What you will do:
Each entry needs to appear again, retyped exactly as it is below.

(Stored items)
----------
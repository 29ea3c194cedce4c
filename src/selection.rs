//! CEP event selection
//!
//! Cuts are applied in a fixed order and the first failing one rejects the
//! event:
//!
//! ```text
//!   TrackCount ─► Pileup ─► V0Veto ─► StgTrigger ─► AdVeto ─► FiredChips ─► accepted
//!       │           │         │           │           │           │
//!       └───────────┴─────────┴───────────┴───────────┴───────────┴──► rejected
//! ```
//!
//! V0Veto and StgTrigger together form the CCUP13 trigger condition.

use serde::{Deserialize, Serialize};
use std::collections::BTreeMap;
use std::fmt;

use crate::event::{EsdEvent, OfflineTrigger, PileupCuts};
use crate::stg::StgTrigger;
use crate::track_cuts::{count_status, TrackStatus};

/// One step of the selection
#[derive(Debug, Clone, Copy, PartialEq, Eq, PartialOrd, Ord, Hash, Serialize, Deserialize)]
pub enum Cut {
    /// Number of track-type tracks equals the accepted multiplicity
    TrackCount,
    /// SPD pileup rejection
    Pileup,
    /// No V0A or V0C offline trigger
    V0Veto,
    /// STG fired for some separation of the scan
    StgTrigger,
    /// No ADA or ADC offline trigger
    AdVeto,
    /// Fired-chip counts within bounds
    FiredChips,
}

impl Cut {
    /// All cuts in application order
    pub fn all() -> [Self; 6] {
        [
            Self::TrackCount,
            Self::Pileup,
            Self::V0Veto,
            Self::StgTrigger,
            Self::AdVeto,
            Self::FiredChips,
        ]
    }

    pub fn name(&self) -> &'static str {
        match self {
            Self::TrackCount => "track count",
            Self::Pileup => "SPD pileup",
            Self::V0Veto => "V0 veto",
            Self::StgTrigger => "STG trigger",
            Self::AdVeto => "AD veto",
            Self::FiredChips => "fired chips",
        }
    }

    /// Position in application order
    pub fn index(&self) -> usize {
        *self as usize
    }
}

impl fmt::Display for Cut {
    fn fmt(&self, f: &mut fmt::Formatter<'_>) -> fmt::Result {
        f.write_str(self.name())
    }
}

/// Selection parameters
#[derive(Debug, Clone, Copy, PartialEq, Serialize, Deserialize)]
#[serde(default)]
pub struct SelectionConfig {
    /// Required number of track-type tracks; also the upper fired-chip bound
    pub n_tracks_accept: usize,
    /// Track-type mask
    pub tt_mask: u32,
    /// Expected bits under the track-type mask
    pub tt_pattern: u32,
    /// Lower bound on every fired-chip count
    pub min_fired_chips: usize,
    pub pileup: PileupCuts,
    pub stg: StgTrigger,
}

impl Default for SelectionConfig {
    fn default() -> Self {
        Self {
            n_tracks_accept: 2,
            tt_mask: TrackStatus::TT_BASELINE,
            tt_pattern: TrackStatus::TT_BASELINE,
            min_fired_chips: 1,
            pileup: PileupCuts::default(),
            stg: StgTrigger::default(),
        }
    }
}

/// What survives the selection
#[derive(Debug, Clone, PartialEq, Eq, Serialize, Deserialize)]
pub struct SelectedEvent {
    /// Indices of the track-type tracks
    pub track_indices: Vec<usize>,
    /// STG fired mask, bit `dphi` per separation
    pub stg_mask: u32,
}

#[derive(Debug, Clone, PartialEq, Eq)]
pub enum Selection {
    Accepted(SelectedEvent),
    Rejected(Cut),
}

impl Selection {
    pub fn is_accepted(&self) -> bool {
        matches!(self, Self::Accepted(_))
    }
}

/// Event counts through the selection
#[derive(Debug, Clone, Default, PartialEq, Eq, Serialize, Deserialize)]
pub struct CutFlow {
    pub processed: u64,
    pub accepted: u64,
    pub rejected: BTreeMap<Cut, u64>,
}

impl CutFlow {
    pub fn record(&mut self, selection: &Selection) {
        self.processed += 1;
        match selection {
            Selection::Accepted(_) => self.accepted += 1,
            Selection::Rejected(cut) => *self.rejected.entry(*cut).or_insert(0) += 1,
        }
    }

    pub fn rejected_by(&self, cut: Cut) -> u64 {
        self.rejected.get(&cut).copied().unwrap_or(0)
    }

    /// Events still alive after `cut`
    pub fn surviving(&self, cut: Cut) -> u64 {
        let lost: u64 = Cut::all()
            .iter()
            .take(cut.index() + 1)
            .map(|c| self.rejected_by(*c))
            .sum();
        self.processed - lost
    }
}

/// Stateful selection: evaluates events and keeps the cut flow
#[derive(Debug, Clone, Default)]
pub struct CepSelection {
    pub config: SelectionConfig,
    cut_flow: CutFlow,
}

impl CepSelection {
    pub fn new(config: SelectionConfig) -> Self {
        Self {
            config,
            cut_flow: CutFlow::default(),
        }
    }

    /// Run every cut on an event without recording it
    pub fn evaluate(&self, event: &EsdEvent, statuses: &[TrackStatus]) -> Selection {
        let cfg = &self.config;

        let track_indices = count_status(statuses, cfg.tt_mask, cfg.tt_pattern);
        if track_indices.len() != cfg.n_tracks_accept {
            return Selection::Rejected(Cut::TrackCount);
        }

        if event.is_pileup_from_spd(&cfg.pileup) {
            return Selection::Rejected(Cut::Pileup);
        }

        if event.is_offline_trigger_fired(OfflineTrigger::V0A)
            || event.is_offline_trigger_fired(OfflineTrigger::V0C)
        {
            return Selection::Rejected(Cut::V0Veto);
        }

        let stg_mask = cfg.stg.fired_mask(Some(&event.fastor));
        if stg_mask == 0 {
            return Selection::Rejected(Cut::StgTrigger);
        }

        if event.is_offline_trigger_fired(OfflineTrigger::ADA)
            || event.is_offline_trigger_fired(OfflineTrigger::ADC)
        {
            return Selection::Rejected(Cut::AdVeto);
        }

        let fired = [
            event.fired_chips[0] as usize,
            event.fired_chips[1] as usize,
            event.fastor.count_inner(),
            event.fastor.count_outer(),
        ];
        let chips_ok = fired
            .iter()
            .all(|&n| n >= cfg.min_fired_chips && n <= cfg.n_tracks_accept);
        if !chips_ok {
            return Selection::Rejected(Cut::FiredChips);
        }

        Selection::Accepted(SelectedEvent {
            track_indices,
            stg_mask,
        })
    }

    /// Evaluate an event and record the outcome in the cut flow
    pub fn apply(&mut self, event: &EsdEvent, statuses: &[TrackStatus]) -> Selection {
        let selection = self.evaluate(event, statuses);
        if let Selection::Rejected(cut) = &selection {
            log::debug!(
                "run {} event {} rejected by {}",
                event.run,
                event.event_number,
                cut
            );
        }
        self.cut_flow.record(&selection);
        selection
    }

    pub fn cut_flow(&self) -> &CutFlow {
        &self.cut_flow
    }
}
----------
Answer box:
repository 29ea3c194cedce4c
filename src/selection.rs
//! CEP event selection
//!
//! Cuts are applied in a fixed order and the first failing one rejects the
//! event:
//!
//! ```text
//!   TrackCount ─► Pileup ─► V0Veto ─► StgTrigger ─► AdVeto ─► FiredChips ─► accepted
//!       │           │         │           │           │           │
//!       └───────────┴─────────┴───────────┴───────────┴───────────┴──► rejected
//! ```
//!
//! V0Veto and StgTrigger together form the CCUP13 trigger condition.

use serde::{Deserialize, Serialize};
use std::collections::BTreeMap;
use std::fmt;

use crate::event::{EsdEvent, OfflineTrigger, PileupCuts};
use crate::stg::StgTrigger;
use crate::track_cuts::{count_status, TrackStatus};

/// One step of the selection
#[derive(Debug, Clone, Copy, PartialEq, Eq, PartialOrd, Ord, Hash, Serialize, Deserialize)]
pub enum Cut {
    /// Number of track-type tracks equals the accepted multiplicity
    TrackCount,
    /// SPD pileup rejection
    Pileup,
    /// No V0A or V0C offline trigger
    V0Veto,
    /// STG fired for some separation of the scan
    StgTrigger,
    /// No ADA or ADC offline trigger
    AdVeto,
    /// Fired-chip counts within bounds
    FiredChips,
}

impl Cut {
    /// All cuts in application order
    pub fn all() -> [Self; 6] {
        [
            Self::TrackCount,
            Self::Pileup,
            Self::V0Veto,
            Self::StgTrigger,
            Self::AdVeto,
            Self::FiredChips,
        ]
    }

    pub fn name(&self) -> &'static str {
        match self {
            Self::TrackCount => "track count",
            Self::Pileup => "SPD pileup",
            Self::V0Veto => "V0 veto",
            Self::StgTrigger => "STG trigger",
            Self::AdVeto => "AD veto",
            Self::FiredChips => "fired chips",
        }
    }

    /// Position in application order
    pub fn index(&self) -> usize {
        *self as usize
    }
}

impl fmt::Display for Cut {
    fn fmt(&self, f: &mut fmt::Formatter<'_>) -> fmt::Result {
        f.write_str(self.name())
    }
}

/// Selection parameters
#[derive(Debug, Clone, Copy, PartialEq, Serialize, Deserialize)]
#[serde(default)]
pub struct SelectionConfig {
    /// Required number of track-type tracks; also the upper fired-chip bound
    pub n_tracks_accept: usize,
    /// Track-type mask
    pub tt_mask: u32,
    /// Expected bits under the track-type mask
    pub tt_pattern: u32,
    /// Lower bound on every fired-chip count
    pub min_fired_chips: usize,
    pub pileup: PileupCuts,
    pub stg: StgTrigger,
}

impl Default for SelectionConfig {
    fn default() -> Self {
        Self {
            n_tracks_accept: 2,
            tt_mask: TrackStatus::TT_BASELINE,
            tt_pattern: TrackStatus::TT_BASELINE,
            min_fired_chips: 1,
            pileup: PileupCuts::default(),
            stg: StgTrigger::default(),
        }
    }
}

/// What survives the selection
#[derive(Debug, Clone, PartialEq, Eq, Serialize, Deserialize)]
pub struct SelectedEvent {
    /// Indices of the track-type tracks
    pub track_indices: Vec<usize>,
    /// STG fired mask, bit `dphi` per separation
    pub stg_mask: u32,
}

#[derive(Debug, Clone, PartialEq, Eq)]
pub enum Selection {
    Accepted(SelectedEvent),
    Rejected(Cut),
}

impl Selection {
    pub fn is_accepted(&self) -> bool {
        matches!(self, Self::Accepted(_))
    }
}

/// Event counts through the selection
#[derive(Debug, Clone, Default, PartialEq, Eq, Serialize, Deserialize)]
pub struct CutFlow {
    pub processed: u64,
    pub accepted: u64,
    pub rejected: BTreeMap<Cut, u64>,
}

impl CutFlow {
    pub fn record(&mut self, selection: &Selection) {
        self.processed += 1;
        match selection {
            Selection::Accepted(_) => self.accepted += 1,
            Selection::Rejected(cut) => *self.rejected.entry(*cut).or_insert(0) += 1,
        }
    }

    pub fn rejected_by(&self, cut: Cut) -> u64 {
        self.rejected.get(&cut).copied().unwrap_or(0)
    }

    /// Events still alive after `cut`
    pub fn surviving(&self, cut: Cut) -> u64 {
        let lost: u64 = Cut::all()
            .iter()
            .take(cut.index() + 1)
            .map(|c| self.rejected_by(*c))
            .sum();
        self.processed - lost
    }
}

/// Stateful selection: evaluates events and keeps the cut flow
#[derive(Debug, Clone, Default)]
pub struct CepSelection {
    pub config: SelectionConfig,
    cut_flow: CutFlow,
}

impl CepSelection {
    pub fn new(config: SelectionConfig) -> Self {
        Self {
            config,
            cut_flow: CutFlow::default(),
        }
    }

    /// Run every cut on an event without recording it
    pub fn evaluate(&self, event: &EsdEvent, statuses: &[TrackStatus]) -> Selection {
        let cfg = &self.config;

        let track_indices = count_status(statuses, cfg.tt_mask, cfg.tt_pattern);
        if track_indices.len() != cfg.n_tracks_accept {
            return Selection::Rejected(Cut::TrackCount);
        }

        if event.is_pileup_from_spd(&cfg.pileup) {
            return Selection::Rejected(Cut::Pileup);
        }

        if event.is_offline_trigger_fired(OfflineTrigger::V0A)
            || event.is_offline_trigger_fired(OfflineTrigger::V0C)
        {
            return Selection::Rejected(Cut::V0Veto);
        }

        let stg_mask = cfg.stg.fired_mask(Some(&event.fastor));
        if stg_mask == 0 {
            return Selection::Rejected(Cut::StgTrigger);
        }

        if event.is_offline_trigger_fired(OfflineTrigger::ADA)
            || event.is_offline_trigger_fired(OfflineTrigger::ADC)
        {
            return Selection::Rejected(Cut::AdVeto);
        }

        let fired = [
            event.fired_chips[0] as usize,
            event.fired_chips[1] as usize,
            event.fastor.count_inner(),
            event.fastor.count_outer(),
        ];
        let chips_ok = fired
            .iter()
            .all(|&n| n >= cfg.min_fired_chips && n <= cfg.n_tracks_accept);
        if !chips_ok {
            return Selection::Rejected(Cut::FiredChips);
        }

        Selection::Accepted(SelectedEvent {
            track_indices,
            stg_mask,
        })
    }

    /// Evaluate an event and record the outcome in the cut flow
    pub fn apply(&mut self, event: &EsdEvent, statuses: &[TrackStatus]) -> Selection {
        let selection = self.evaluate(event, statuses);
        if let Selection::Rejected(cut) = &selection {
            log::debug!(
                "run {} event {} rejected by {}",
                event.run,
                event.event_number,
                cut
            );
        }
        self.cut_flow.record(&selection);
        selection
    }

    pub fn cut_flow(&self) -> &CutFlow {
        &self.cut_flow
    }
}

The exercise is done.